After competing individually for so long, playing for a college tennis team was Abbey’s dream. Moving to California was a once-in-a-lifetime opportunity. Tennis was keeping her head up in spite of the news of her brother’s diagnosis. 

Denise did not let her daughter cancel the trip, nor did she let Abbey put her college dreams on pause. Life had to move along, even if it felt like her world had changed. Abbey turned to her Catholic faith, which she said also guided her to stay committed to UCLA.

Abbey had to stay “country strong.”

So, while her brother went through a three-year treatment at the UNC Children’s Hospital, facing a barrage of scary needles, confusing treatments and learning how to take pills for the first time, Abbey was about 2,560 miles away. Despite the daily FaceTime calls, she still felt distant.

It was easy to feel homesick. 

“Whenever I did get into those really deep lows, I'd always call them,” she said. “And my mom would always tell me, ‘It's okay. You can just let it out. It's sad. He's the most vulnerable person in our family, and I get it. You're really sad that this happened to him, and I know you would take it away from him if you could. But, it did happen to him. He’s country strong, and he's gonna beat it.’”

Becoming a Tar Heel

Entering year three of his cancer battle, Abbey's brother was nearing the final stages of chemotherapy. The treatment was working. 

The summer before Abbey's third and final year at UCLA, she decided that she wanted to pursue an MBA. Initially, Abbey wanted to stay in California for graduate school, but she couldn't apply because of a rigid work experience requirement.

To pursue her newfound dream, she would have to transfer. She would have to find somewhere she could earn her MBA while playing tennis at a competitive level. With her brother’s treatment progressing into the next stage, all the pieces fell into place. 

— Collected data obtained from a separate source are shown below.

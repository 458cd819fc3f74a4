//! Density hotspots from the final detection list.

use super::geometry::distance;
use crate::options::PipelineTuning;
use common::crowd::{Detection, Hotspot};

const BASE_RADIUS: f32 = 0.08;
const RADIUS_GAIN: f32 = 0.15;
const BASE_INTENSITY: f32 = 0.4;
const INTENSITY_GAIN: f32 = 0.6;
/// Share of the crowd at which a cluster's radius and intensity saturate
const SATURATION_SHARE: f32 = 0.3;

/// Running weighted centroid of the centers assigned so far
#[derive(Debug, Clone, Copy, PartialEq)]
struct ClusterAccumulator {
    x: f32,
    y: f32,
    count: usize,
}

impl ClusterAccumulator {
    fn seed((x, y): (f32, f32)) -> Self {
        Self { x, y, count: 1 }
    }

    fn center(&self) -> (f32, f32) {
        (self.x, self.y)
    }

    fn absorb(&mut self, other: ClusterAccumulator) {
        let total = (self.count + other.count) as f32;
        self.x = (self.x * self.count as f32 + other.x * other.count as f32) / total;
        self.y = (self.y * self.count as f32 + other.y * other.count as f32) / total;
        self.count += other.count;
    }

    fn into_hotspot(self, total_people: usize) -> Hotspot {
        let weight = (self.count as f32 / (total_people as f32 * SATURATION_SHARE)).min(1.0);
        Hotspot {
            x: self.x,
            y: self.y,
            radius: BASE_RADIUS + weight * RADIUS_GAIN,
            intensity: BASE_INTENSITY + weight * INTENSITY_GAIN,
        }
    }
}

/// Cluster box centers into hotspots.
///
/// Each center joins the nearest cluster closer than the cluster radius or
/// starts a new one. Clusters whose centroids end up within the merge
/// distance are then combined until none remain that close.
pub fn cluster_hotspots(people: &[Detection], tuning: &PipelineTuning) -> Vec<Hotspot> {
    if people.is_empty() {
        return Vec::new();
    }

    let mut clusters: Vec<ClusterAccumulator> = Vec::new();
    for person in people {
        let center = person.bounding_box.center();
        let nearest = clusters
            .iter()
            .enumerate()
            .map(|(idx, c)| (idx, distance(c.center(), center)))
            .filter(|(_, d)| *d < tuning.cluster_radius)
            .min_by(|a, b| a.1.total_cmp(&b.1));

        match nearest {
            Some((idx, _)) => clusters[idx].absorb(ClusterAccumulator::seed(center)),
            None => clusters.push(ClusterAccumulator::seed(center)),
        }
    }

    let merge_distance = tuning.cluster_radius * tuning.cluster_merge_factor;
    while let Some((i, j)) = find_close_pair(&clusters, merge_distance) {
        let absorbed = clusters.remove(j);
        clusters[i].absorb(absorbed);
    }

    clusters
        .into_iter()
        .map(|c| c.into_hotspot(people.len()))
        .collect()
}

fn find_close_pair(clusters: &[ClusterAccumulator], max_distance: f32) -> Option<(usize, usize)> {
    for i in 0..clusters.len() {
        for j in (i + 1)..clusters.len() {
            if distance(clusters[i].center(), clusters[j].center()) < max_distance {
                return Some((i, j));
            }
        }
    }
    None
}
//! Crowd analysis contracts shared between the analysis pipeline and its callers.
//!
//! This module defines the detection data model (boxes, keypoints, people,
//! hotspots), the typed raw outputs of the external model collaborators, and
//! the request/response shapes of the analysis API.

use serde::{Deserialize, Serialize};
use std::fmt;
use std::str::FromStr;

/// Tolerance allowed past the frame edge after box expansion.
pub const BOX_EDGE_TOLERANCE: f32 = 1e-3;

/// Axis-aligned box, normalized to `[0, 1]` relative to the frame dimensions.
#[derive(Debug, Clone, Copy, PartialEq, Serialize, Deserialize)]
pub struct BoundingBox {
    pub x: f32,
    pub y: f32,
    pub width: f32,
    pub height: f32,
}

impl BoundingBox {
    pub fn new(x: f32, y: f32, width: f32, height: f32) -> Self {
        Self {
            x,
            y,
            width,
            height,
        }
    }

    /// Build a normalized box from pixel-space `[x, y, w, h]`.
    pub fn from_pixels(px: [f32; 4], frame_width: u32, frame_height: u32) -> Self {
        let fw = frame_width.max(1) as f32;
        let fh = frame_height.max(1) as f32;
        Self {
            x: px[0] / fw,
            y: px[1] / fh,
            width: px[2] / fw,
            height: px[3] / fh,
        }
    }

    pub fn right(&self) -> f32 {
        self.x + self.width
    }

    pub fn bottom(&self) -> f32 {
        self.y + self.height
    }

    pub fn area(&self) -> f32 {
        self.width * self.height
    }

    pub fn center(&self) -> (f32, f32) {
        (self.x + self.width / 2.0, self.y + self.height / 2.0)
    }

    /// Positive extent and inside the unit square (with edge tolerance).
    pub fn is_valid(&self) -> bool {
        self.width.is_finite()
            && self.height.is_finite()
            && self.width > 0.0
            && self.height > 0.0
            && self.x >= -BOX_EDGE_TOLERANCE
            && self.y >= -BOX_EDGE_TOLERANCE
            && self.right() <= 1.0 + BOX_EDGE_TOLERANCE
            && self.bottom() <= 1.0 + BOX_EDGE_TOLERANCE
    }

    /// Clip the box to the unit square. Returns `None` when nothing is left.
    pub fn clamp_to_unit(&self) -> Option<Self> {
        let x1 = self.x.clamp(0.0, 1.0);
        let y1 = self.y.clamp(0.0, 1.0);
        let x2 = self.right().clamp(0.0, 1.0);
        let y2 = self.bottom().clamp(0.0, 1.0);

        if x2 > x1 && y2 > y1 {
            Some(Self::new(x1, y1, x2 - x1, y2 - y1))
        } else {
            None
        }
    }

    /// Grow the box by `fraction` of its extent on every side, clipped to the frame.
    pub fn expand(&self, fraction: f32) -> Self {
        let pad_x = self.width * fraction;
        let pad_y = self.height * fraction;
        let grown = Self::new(
            self.x - pad_x,
            self.y - pad_y,
            self.width + 2.0 * pad_x,
            self.height + 2.0 * pad_y,
        );
        grown.clamp_to_unit().unwrap_or(*self)
    }
}

/// Standard COCO pose keypoint names (17 keypoints)
pub const COCO_KEYPOINTS: [&str; 17] = [
    "nose",
    "left_eye",
    "right_eye",
    "left_ear",
    "right_ear",
    "left_shoulder",
    "right_shoulder",
    "left_elbow",
    "right_elbow",
    "left_wrist",
    "right_wrist",
    "left_hip",
    "right_hip",
    "left_knee",
    "right_knee",
    "left_ankle",
    "right_ankle",
];

/// Pose keypoint in the pixel space of the analyzed frame
#[derive(Debug, Clone, PartialEq, Serialize, Deserialize)]
pub struct Keypoint {
    /// Keypoint name (e.g., "nose", "left_shoulder")
    pub name: String,

    /// X coordinate in image space (pixels)
    pub x: f32,

    /// Y coordinate in image space (pixels)
    pub y: f32,

    /// Confidence score (0.0 to 1.0)
    pub score: f32,
}

impl Keypoint {
    pub fn new(name: impl Into<String>, x: f32, y: f32, score: f32) -> Self {
        Self {
            name: name.into(),
            x,
            y,
            score,
        }
    }

    pub fn is_head(&self) -> bool {
        matches!(
            self.name.as_str(),
            "nose" | "left_eye" | "right_eye" | "left_ear" | "right_ear"
        )
    }

    pub fn is_shoulder(&self) -> bool {
        matches!(self.name.as_str(), "left_shoulder" | "right_shoulder")
    }
}

/// A single inferred person.
#[derive(Debug, Clone, PartialEq, Serialize, Deserialize)]
pub struct Detection {
    /// Identifier assigned at creation, unique within one analysis run
    pub id: String,

    pub bounding_box: BoundingBox,

    /// Detection confidence (0.0 to 1.0)
    pub confidence: f32,

    /// Pose evidence attached by cross-model fusion
    #[serde(default, skip_serializing_if = "Option::is_none")]
    pub keypoints: Option<Vec<Keypoint>>,

    /// Box lies inside the frame with a margin on all four edges
    pub is_fully_visible: bool,

    /// Moderately overlaps another distinct person
    pub is_overlapping: bool,

    /// Soft cross-frame correlation hint, not guaranteed stable
    #[serde(default, skip_serializing_if = "Option::is_none")]
    pub track_id: Option<String>,
}

impl Detection {
    pub fn keypoint_count(&self) -> usize {
        self.keypoints.as_ref().map_or(0, Vec::len)
    }
}

/// Derived circular density region.
#[derive(Debug, Clone, Copy, PartialEq, Serialize, Deserialize)]
pub struct Hotspot {
    pub x: f32,
    pub y: f32,
    pub radius: f32,
    pub intensity: f32,
}

/// Outcome of one analysis run
#[derive(Debug, Clone, PartialEq, Serialize, Deserialize)]
pub struct AnalysisResult {
    /// Always equal to `people.len()`
    pub crowd_count: usize,

    pub people: Vec<Detection>,

    /// Empty exactly when `people` is empty
    pub hotspots: Vec<Hotspot>,

    /// Processing latency in milliseconds
    pub processing_time_ms: u64,

    /// Completion time (Unix timestamp in milliseconds)
    pub timestamp: u64,
}

impl AnalysisResult {
    pub fn new(
        people: Vec<Detection>,
        hotspots: Vec<Hotspot>,
        processing_time_ms: u64,
        timestamp: u64,
    ) -> Self {
        Self {
            crowd_count: people.len(),
            people,
            hotspots,
            processing_time_ms,
            timestamp,
        }
    }

    pub fn empty(timestamp: u64) -> Self {
        Self::new(Vec::new(), Vec::new(), 0, timestamp)
    }

    pub fn is_empty(&self) -> bool {
        self.people.is_empty()
    }

    pub fn mean_confidence(&self) -> f32 {
        if self.people.is_empty() {
            return 0.0;
        }
        self.people.iter().map(|p| p.confidence).sum::<f32>() / self.people.len() as f32
    }
}

/// Kind of media an analysis was requested for
#[derive(Debug, Clone, Copy, PartialEq, Eq, Hash, Serialize, Deserialize)]
#[serde(rename_all = "snake_case")]
pub enum MediaKind {
    Image,
    Video,
    Live,
}

impl MediaKind {
    pub fn as_str(&self) -> &'static str {
        match self {
            MediaKind::Image => "image",
            MediaKind::Video => "video",
            MediaKind::Live => "live",
        }
    }
}

impl fmt::Display for MediaKind {
    fn fmt(&self, f: &mut fmt::Formatter<'_>) -> fmt::Result {
        f.write_str(self.as_str())
    }
}

impl FromStr for MediaKind {
    type Err = String;

    fn from_str(s: &str) -> Result<Self, Self::Err> {
        match s.to_ascii_lowercase().as_str() {
            "image" => Ok(MediaKind::Image),
            "video" => Ok(MediaKind::Video),
            "live" => Ok(MediaKind::Live),
            other => Err(format!("unknown media kind '{}'", other)),
        }
    }
}

/// Composite cache key for a media item
#[derive(Debug, Clone, PartialEq, Eq, Hash, Serialize, Deserialize)]
pub struct MediaKey {
    pub kind: MediaKind,
    pub media_id: String,
}

impl MediaKey {
    pub fn new(kind: MediaKind, media_id: impl Into<String>) -> Self {
        Self {
            kind,
            media_id: media_id.into(),
        }
    }
}

impl fmt::Display for MediaKey {
    fn fmt(&self, f: &mut fmt::Formatter<'_>) -> fmt::Result {
        write!(f, "{}/{}", self.kind, self.media_id)
    }
}

/// Raw output of the object detector for one box
#[derive(Debug, Clone, PartialEq, Serialize, Deserialize)]
pub struct RawBoxDetection {
    /// Object class/label
    pub class: String,

    /// Detector score (0.0 to 1.0)
    pub score: f32,

    /// Pixel-space box `[x, y, width, height]`
    pub bbox: [f32; 4],

    #[serde(default, skip_serializing_if = "Option::is_none")]
    pub track_id: Option<String>,
}

impl RawBoxDetection {
    pub fn person(score: f32, bbox: [f32; 4]) -> Self {
        Self {
            class: "person".to_string(),
            score,
            bbox,
            track_id: None,
        }
    }
}

/// Raw output of the pose estimator for one person
#[derive(Debug, Clone, PartialEq, Serialize, Deserialize)]
pub struct RawPoseDetection {
    /// Overall pose score (0.0 to 1.0)
    pub score: f32,

    pub keypoints: Vec<Keypoint>,

    #[serde(default, skip_serializing_if = "Option::is_none")]
    pub track_id: Option<String>,
}

/// Request body for the cache-aware media analysis endpoint
#[derive(Debug, Clone, Serialize, Deserialize)]
pub struct AnalyzeMediaRequest {
    /// Key feeding the seeded generator in demo mode
    pub source_key: String,
}

/// Request body for analyzing a single uploaded image
#[derive(Debug, Clone, Serialize, Deserialize)]
pub struct AnalyzeImageRequest {
    /// Image data (base64 encoded for JSON transport)
    pub data: String,

    /// Object detector output for this image
    #[serde(default)]
    pub boxes: Vec<RawBoxDetection>,

    /// Pose estimator output for this image
    #[serde(default)]
    pub poses: Vec<RawPoseDetection>,

    /// Per-request analysis options (JSON object)
    #[serde(default, skip_serializing_if = "Option::is_none")]
    pub options: Option<serde_json::Value>,
}

/// Error body returned by the analysis API
#[derive(Debug, Clone, Serialize, Deserialize)]
pub struct AnalysisErrorResponse {
    pub error: String,
    pub kind: String,
    pub retryable: bool,
}

/// Snapshot of result cache counters
#[derive(Debug, Clone, Default, PartialEq, Eq, Serialize, Deserialize)]
pub struct CacheStatsResponse {
    pub entries: usize,
    pub hits: u64,
    pub misses: u64,
}
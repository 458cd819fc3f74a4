use serde::{Deserialize, Serialize};
use std::env;
use std::io;
use tracing_appender::non_blocking::WorkerGuard;
use tracing_subscriber::{
    fmt::{self, format::FmtSpan},
    layer::SubscriberExt,
    util::SubscriberInitExt,
    EnvFilter, Layer,
};

/// Log output format options
#[derive(Debug, Clone, Copy, PartialEq, Eq, Default, Serialize, Deserialize)]
pub enum LogFormat {
    /// Human-readable format (default for development)
    #[default]
    Pretty,
    /// Compact text format
    Compact,
    /// JSON format for log aggregation systems
    Json,
}

impl LogFormat {
    /// Parse log format from environment variable
    pub fn from_env() -> Self {
        Self::parse(&env::var("LOG_FORMAT").unwrap_or_default())
    }

    pub fn parse(value: &str) -> Self {
        match value.trim().to_lowercase().as_str() {
            "json" => Self::Json,
            "compact" => Self::Compact,
            _ => Self::Pretty,
        }
    }
}

/// Configuration for structured logging
#[derive(Debug, Clone)]
pub struct LogConfig {
    /// Log output format (pretty/compact/json)
    pub format: LogFormat,
    /// Service name (e.g., "crowd-analytics")
    pub service_name: String,
    /// Service version
    pub service_version: String,
    /// Node ID when several analyzers run side by side
    pub node_id: Option<String>,
    /// Environment (dev/staging/production)
    pub environment: String,
    /// Enable span events (enter/exit/close)
    pub enable_span_events: bool,
    /// Directory for daily-rolling JSON log files (stdout only when unset)
    pub log_dir: Option<String>,
}

impl LogConfig {
    /// Create a new log configuration, reading overrides from the environment
    pub fn new(service_name: impl Into<String>) -> Self {
        let log_to_file = env_flag("LOG_TO_FILE");
        Self {
            format: LogFormat::from_env(),
            service_name: service_name.into(),
            service_version: env::var("SERVICE_VERSION")
                .unwrap_or_else(|_| env!("CARGO_PKG_VERSION").to_string()),
            node_id: env::var("NODE_ID").ok(),
            environment: env::var("ENVIRONMENT").unwrap_or_else(|_| "development".to_string()),
            enable_span_events: env_flag("LOG_SPAN_EVENTS"),
            log_dir: if log_to_file {
                Some(env::var("LOG_DIR").unwrap_or_else(|_| "logs".to_string()))
            } else {
                None
            },
        }
    }

    pub fn with_format(mut self, format: LogFormat) -> Self {
        self.format = format;
        self
    }

    pub fn with_version(mut self, version: impl Into<String>) -> Self {
        self.service_version = version.into();
        self
    }

    pub fn with_node_id(mut self, node_id: impl Into<String>) -> Self {
        self.node_id = Some(node_id.into());
        self
    }

    pub fn with_environment(mut self, environment: impl Into<String>) -> Self {
        self.environment = environment.into();
        self
    }

    pub fn with_span_events(mut self, enable: bool) -> Self {
        self.enable_span_events = enable;
        self
    }

    pub fn with_file_logging(mut self, log_dir: impl Into<String>) -> Self {
        self.log_dir = Some(log_dir.into());
        self
    }

    fn span_events(&self) -> FmtSpan {
        if self.enable_span_events {
            FmtSpan::NEW | FmtSpan::CLOSE
        } else {
            FmtSpan::NONE
        }
    }
}

fn env_flag(name: &str) -> bool {
    env::var(name)
        .ok()
        .and_then(|v| v.parse().ok())
        .unwrap_or(false)
}

fn default_filter() -> EnvFilter {
    let filter = EnvFilter::try_from_default_env().unwrap_or_else(|_| EnvFilter::new("info"));
    ["hyper=warn", "tokio=warn", "tower_http=info"]
        .iter()
        .filter_map(|directive| directive.parse().ok())
        .fold(filter, |filter, directive| filter.add_directive(directive))
}

/// Initialize structured logging with the given configuration.
///
/// The returned guard flushes the file writer on drop and must be held for
/// the lifetime of the process when file logging is enabled. Installing a
/// second global subscriber is a no-op, which keeps repeated calls from tests
/// harmless.
pub fn init_structured_logging(config: LogConfig) -> Option<WorkerGuard> {
    let span_events = config.span_events();

    let stdout_layer = match config.format {
        LogFormat::Json => fmt::layer()
            .json()
            .with_span_events(span_events)
            .with_current_span(true)
            .with_span_list(true)
            .with_target(true)
            .with_thread_names(true)
            .with_writer(io::stdout)
            .boxed(),
        LogFormat::Compact => fmt::layer()
            .compact()
            .with_span_events(span_events)
            .with_target(true)
            .boxed(),
        LogFormat::Pretty => fmt::layer()
            .pretty()
            .with_span_events(span_events)
            .with_target(true)
            .with_line_number(true)
            .boxed(),
    };

    let (file_layer, guard) = match &config.log_dir {
        Some(log_dir) => {
            let file_name = format!("{}.log", config.service_name);
            let appender = tracing_appender::rolling::daily(log_dir, file_name);
            let (non_blocking, guard) = tracing_appender::non_blocking(appender);
            let layer = fmt::layer()
                .json()
                .with_span_events(config.span_events())
                .with_writer(non_blocking)
                .boxed();
            (Some(layer), Some(guard))
        }
        None => (None, None),
    };

    let installed = tracing_subscriber::registry()
        .with(default_filter())
        .with(stdout_layer)
        .with(file_layer)
        .try_init()
        .is_ok();

    if installed {
        tracing::info!(
            service.name = %config.service_name,
            service.version = %config.service_version,
            node_id = ?config.node_id,
            environment = %config.environment,
            format = ?config.format,
            file_logging = config.log_dir.is_some(),
            "structured logging initialized"
        );
    }

    guard
}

The obvious choice was to return to her home state.

“I'm really glad I stuck it out at UCLA because I had a really great time there too, and because I've lived (in North Carolina) my whole life,” she said. “I got to experience something new, and I think that I'm a better person now because of that experience.”

At the beginning of the school year, she informed the UCLA coaching staff about her decision. She worked closely with the University’s compliance staff to tackle the complicated process of entering the transfer portal – filling out forms and dealing with paperwork delays. Soon, the floodgates were open, and coaches began reaching out to her.

UNC's Brian Kalbas was one of those coaches, as he wanted Abbey to become a Tar Heel for a long time. As a top player in the country and one of the best junior players, Abbey was a "dream recruit.”

Abbey said the North Carolina coaching staff were the only recruiters she talked to that put academics first, and not her talent. She didn’t want to go to a school that thought she could change its entire program. She wanted a team. 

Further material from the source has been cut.